- Action item -
Where the records below have a line with "table", that line is to be copied.
+++ Extracted entries +++
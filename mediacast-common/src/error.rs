//! Error types shared by the mediacast services

use thiserror::Error;

/// Result alias for the shared library
pub type Result<T> = std::result::Result<T, Error>;

/// Errors raised by the shared database, config, and text helpers
#[derive(Error, Debug)]
pub enum Error {
    #[error("Database error: {0}")]
    Database(#[from] sqlx::Error),

    #[error("IO error: {0}")]
    Io(#[from] std::io::Error),

    /// Config file missing, unreadable, or a stored setting failed to parse
    #[error("Configuration error: {0}")]
    Config(String),

    #[error("Not found: {0}")]
    NotFound(String),

    #[error("Internal error: {0}")]
    Internal(String),
}
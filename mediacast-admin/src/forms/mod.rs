//! Form validation for admin-submitted data
//!
//! Validation collects field-level problems into a [`FormErrors`] map that
//! handlers return as HTTP 422, replacing template-redirect error handling
//! with a JSON contract.

pub mod podcast;
pub mod storage;

use serde::Serialize;
use std::collections::BTreeMap;

/// Field-keyed validation errors.
///
/// Nested form groups use dotted keys, e.g. `details.explicit` or
/// `ftp.upload_integrity_retries`.
#[derive(Debug, Default, Serialize)]
pub struct FormErrors(pub BTreeMap<String, String>);

impl FormErrors {
    pub fn new() -> Self {
        Self::default()
    }

    pub fn add(&mut self, field: &str, message: impl Into<String>) {
        self.0.insert(field.to_string(), message.into());
    }

    pub fn is_empty(&self) -> bool {
        self.0.is_empty()
    }

    /// Ok(()) when no errors were collected, Err(self) otherwise
    pub fn into_result(self) -> Result<(), FormErrors> {
        if self.is_empty() {
            Ok(())
        } else {
            Err(self)
        }
    }
}

/// Normalize an optional text field: trims, and maps empty to None
pub fn normalize(value: Option<String>) -> Option<String> {
    value.and_then(|s| {
        let trimmed = s.trim().to_string();
        if trimmed.is_empty() {
            None
        } else {
            Some(trimmed)
        }
    })
}
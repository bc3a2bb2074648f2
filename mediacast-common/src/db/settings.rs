//! Settings database access
//!
//! Read/write settings from the settings table (key-value store).
//! All settings are global/system-wide (not user-specific).

use crate::{Error, Result};
use sqlx::{Pool, Sqlite};
use std::str::FromStr;

/// Get the admin API token.
///
/// An empty token means authentication is disabled (development setups).
pub async fn get_admin_token(db: &Pool<Sqlite>) -> Result<String> {
    Ok(get_setting::<String>(db, "admin_token")
        .await?
        .unwrap_or_default())
}

/// Set the admin API token
pub async fn set_admin_token(db: &Pool<Sqlite>, token: String) -> Result<()> {
    set_setting(db, "admin_token", token).await
}

/// Default admin index page size when no setting is stored
const DEFAULT_PODCASTS_PER_PAGE: i64 = 10;

/// Podcasts shown per page on the admin index.
///
/// Reads only; an unset key falls back to the default without writing it,
/// so listing pages never mutates the settings table.
pub async fn get_podcasts_per_page(db: &Pool<Sqlite>) -> Result<i64> {
    Ok(get_setting::<i64>(db, "podcasts_per_page")
        .await?
        .map(|n| n.clamp(1, 100))
        .unwrap_or(DEFAULT_PODCASTS_PER_PAGE))
}

/// Generic setting getter
///
/// Returns None if key doesn't exist in database.
/// Parses value from string using FromStr trait.
pub async fn get_setting<T: FromStr>(db: &Pool<Sqlite>, key: &str) -> Result<Option<T>> {
    let value: Option<String> = sqlx::query_scalar("SELECT value FROM settings WHERE key = ?")
        .bind(key)
        .fetch_optional(db)
        .await?;

    match value {
        Some(s) => match s.parse::<T>() {
            Ok(parsed) => Ok(Some(parsed)),
            Err(_) => Err(Error::Config(format!(
                "Failed to parse setting '{}' value: {}",
                key, s
            ))),
        },
        None => Ok(None),
    }
}

/// Generic setting setter
///
/// Inserts or updates setting in database.
pub async fn set_setting<T: ToString>(db: &Pool<Sqlite>, key: &str, value: T) -> Result<()> {
    let value_str = value.to_string();

    sqlx::query(
        r#"
        INSERT INTO settings (key, value)
        VALUES (?, ?)
        ON CONFLICT(key) DO UPDATE SET value = excluded.value
        "#,
    )
    .bind(key)
    .bind(value_str)
    .execute(db)
    .await?;

    Ok(())
}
+++
- Solution -
//! Read/write settings from the settings table (key-value store).
/// so listing pages never mutates the settings table.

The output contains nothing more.